What to produce:
Please find all lines in the data that hold the string "RandomSource" and copy them.

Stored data
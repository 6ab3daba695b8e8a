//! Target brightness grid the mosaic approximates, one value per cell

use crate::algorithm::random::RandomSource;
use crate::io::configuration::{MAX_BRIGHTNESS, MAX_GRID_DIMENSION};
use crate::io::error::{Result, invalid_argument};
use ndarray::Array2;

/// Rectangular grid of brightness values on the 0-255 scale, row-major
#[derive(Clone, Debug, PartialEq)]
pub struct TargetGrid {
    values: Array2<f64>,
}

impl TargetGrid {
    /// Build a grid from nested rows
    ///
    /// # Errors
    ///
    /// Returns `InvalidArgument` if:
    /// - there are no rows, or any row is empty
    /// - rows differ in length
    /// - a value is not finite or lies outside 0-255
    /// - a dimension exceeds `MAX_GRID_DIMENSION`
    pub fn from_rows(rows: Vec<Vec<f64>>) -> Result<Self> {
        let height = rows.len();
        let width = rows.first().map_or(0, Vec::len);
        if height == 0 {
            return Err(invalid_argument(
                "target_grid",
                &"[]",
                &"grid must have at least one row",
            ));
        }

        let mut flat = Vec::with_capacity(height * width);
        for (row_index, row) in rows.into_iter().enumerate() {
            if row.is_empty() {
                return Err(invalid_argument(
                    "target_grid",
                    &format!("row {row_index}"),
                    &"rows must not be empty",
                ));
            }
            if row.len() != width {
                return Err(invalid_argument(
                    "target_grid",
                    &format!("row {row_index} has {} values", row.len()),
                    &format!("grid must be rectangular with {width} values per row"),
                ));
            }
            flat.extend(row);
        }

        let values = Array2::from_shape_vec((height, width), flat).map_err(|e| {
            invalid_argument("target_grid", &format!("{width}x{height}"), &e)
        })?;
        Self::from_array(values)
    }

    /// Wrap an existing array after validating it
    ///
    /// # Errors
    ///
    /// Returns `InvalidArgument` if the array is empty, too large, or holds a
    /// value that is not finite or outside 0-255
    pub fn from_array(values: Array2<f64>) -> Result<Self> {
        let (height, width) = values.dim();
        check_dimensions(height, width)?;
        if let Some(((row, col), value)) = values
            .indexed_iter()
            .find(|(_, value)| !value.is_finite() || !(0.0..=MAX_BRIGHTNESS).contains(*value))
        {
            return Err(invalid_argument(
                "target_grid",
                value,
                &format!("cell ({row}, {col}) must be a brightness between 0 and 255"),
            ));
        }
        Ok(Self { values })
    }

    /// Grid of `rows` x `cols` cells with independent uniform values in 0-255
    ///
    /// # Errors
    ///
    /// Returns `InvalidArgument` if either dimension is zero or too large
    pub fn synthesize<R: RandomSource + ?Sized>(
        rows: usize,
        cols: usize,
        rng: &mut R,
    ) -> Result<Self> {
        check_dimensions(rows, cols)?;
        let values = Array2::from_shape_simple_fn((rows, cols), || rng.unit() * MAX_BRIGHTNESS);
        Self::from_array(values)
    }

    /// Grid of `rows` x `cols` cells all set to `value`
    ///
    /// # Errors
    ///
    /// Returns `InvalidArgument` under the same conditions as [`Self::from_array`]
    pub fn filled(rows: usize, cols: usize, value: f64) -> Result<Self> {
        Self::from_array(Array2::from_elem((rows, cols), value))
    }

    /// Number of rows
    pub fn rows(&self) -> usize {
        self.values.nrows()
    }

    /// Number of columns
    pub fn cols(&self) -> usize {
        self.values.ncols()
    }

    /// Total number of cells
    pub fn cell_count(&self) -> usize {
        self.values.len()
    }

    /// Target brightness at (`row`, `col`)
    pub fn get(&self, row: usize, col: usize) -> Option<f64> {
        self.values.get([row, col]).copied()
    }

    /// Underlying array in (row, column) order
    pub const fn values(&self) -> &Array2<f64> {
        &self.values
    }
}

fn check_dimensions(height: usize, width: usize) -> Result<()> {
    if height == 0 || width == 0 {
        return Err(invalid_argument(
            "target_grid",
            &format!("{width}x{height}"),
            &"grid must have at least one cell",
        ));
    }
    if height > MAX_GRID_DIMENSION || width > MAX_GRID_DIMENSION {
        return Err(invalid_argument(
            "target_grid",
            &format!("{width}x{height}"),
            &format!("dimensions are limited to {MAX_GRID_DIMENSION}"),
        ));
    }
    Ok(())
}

Answer to the problem:
use crate::algorithm::random::RandomSource;
    pub fn synthesize<R: RandomSource + ?Sized>(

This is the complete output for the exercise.